Broadside entitled 'By the King, a Proclamation, for a...
Broadside entitled 'By the King, a Proclamation, for a Publick Thanksgiving for His Majesty's Recovery', 1789
This proclamation, by George III (r. 1760-1820) begins: 'WE, taking into our Consideration the indispensible Duty which We owe to Almighty GOD, for the manifold and inestimable Blessings which We have received at His Hands.. .' The sheet was printed by 'the Assigns of Alexander Kincaid, His Majesty's Printer' who worked out of Edinburgh. The Royal Coat of Arms adorns the top of the page.
In 1811, after the death of his favourite child, Amelia, George's condition took a turn for the worse and his son, George, the Prince Regent, was granted personal rule. George III died, blind and insane, at Windsor Castle in January 1820.

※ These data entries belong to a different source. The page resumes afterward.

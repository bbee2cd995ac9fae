//! Property-style tests for the testable properties in spec.md §8.

use east_asian_spacing_core::{
    config::{Config, Language},
    font::Font,
    pipeline::{Outcome, Pipeline},
};

#[test]
fn language_dichotomy_seeds_differ() {
    // Property 5: same code point, different class, by language.
    let jan = Config::new(Language::Jan);
    let zht = Config::new(Language::Zht);

    let ideographic_comma = '\u{3001}' as u32;
    assert!(jan.l_set().iter().any(|cp| cp == ideographic_comma));
    assert!(zht.m_set().iter().any(|cp| cp == ideographic_comma));
    assert!(!zht.l_set().iter().any(|cp| cp == ideographic_comma));
}

#[test]
fn half_em_is_deterministic_function_of_upem_and_config() {
    // Property 1 (determinism) at the unit level: half_em is a pure
    // function of (units_per_em, fullwidth_advance_ems).
    let config = Config::new(Language::Jan);
    let a = config.half_em(1000);
    let b = config.half_em(1000);
    assert_eq!(a, b);
    assert_eq!(a, 500);
}

#[test]
fn skip_pairs_builder_roundtrips() {
    use east_asian_spacing_core::config::SkipPair;

    let config = Config::new(Language::Kor)
        .skip_pairs(vec![SkipPair { left: '\u{300C}' as u32, right: '\u{300D}' as u32 }]);
    assert_eq!(config.skip_pairs_slice().len(), 1);
}

#[test]
fn latin_only_fixture_is_left_unchanged() {
    // Scenario S3 (spec.md §8): a face with no CJK code-page coverage at
    // all runs the full pipeline against a real font rather than a
    // synthesized glyph set, and comes back `Unchanged` instead of
    // `LanguageAmbiguous` or any adjustment.
    let data = font_test_data::VAZIRMATN_VAR;
    let font = Font::new(data, 0).expect("VAZIRMATN_VAR is a valid single-face font");
    let config = Config::new(Language::Auto);

    match Pipeline::run(&font, &config).expect("auto-detect on a Latin/Arabic font must not error") {
        Outcome::Unchanged { .. } => {}
        Outcome::Adjusted { .. } => panic!("a font with no CJK punctuation should never gain a GPOS adjustment"),
    }
}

King George III suffered from ill health for much of his life: he had a type of mental disorder which has now been diagnosed as porphyria. This proclamation orders all citizens to join in thanksgiving for the King's recovery (from a period of mental instability) on 23rd April, 1789. Robert Burns (1759-96) had no time for this show of appreciation, and regarded the 'whole business as a solemn farce or pageant mummery', as many Scots with Jacobite sympathies would have done.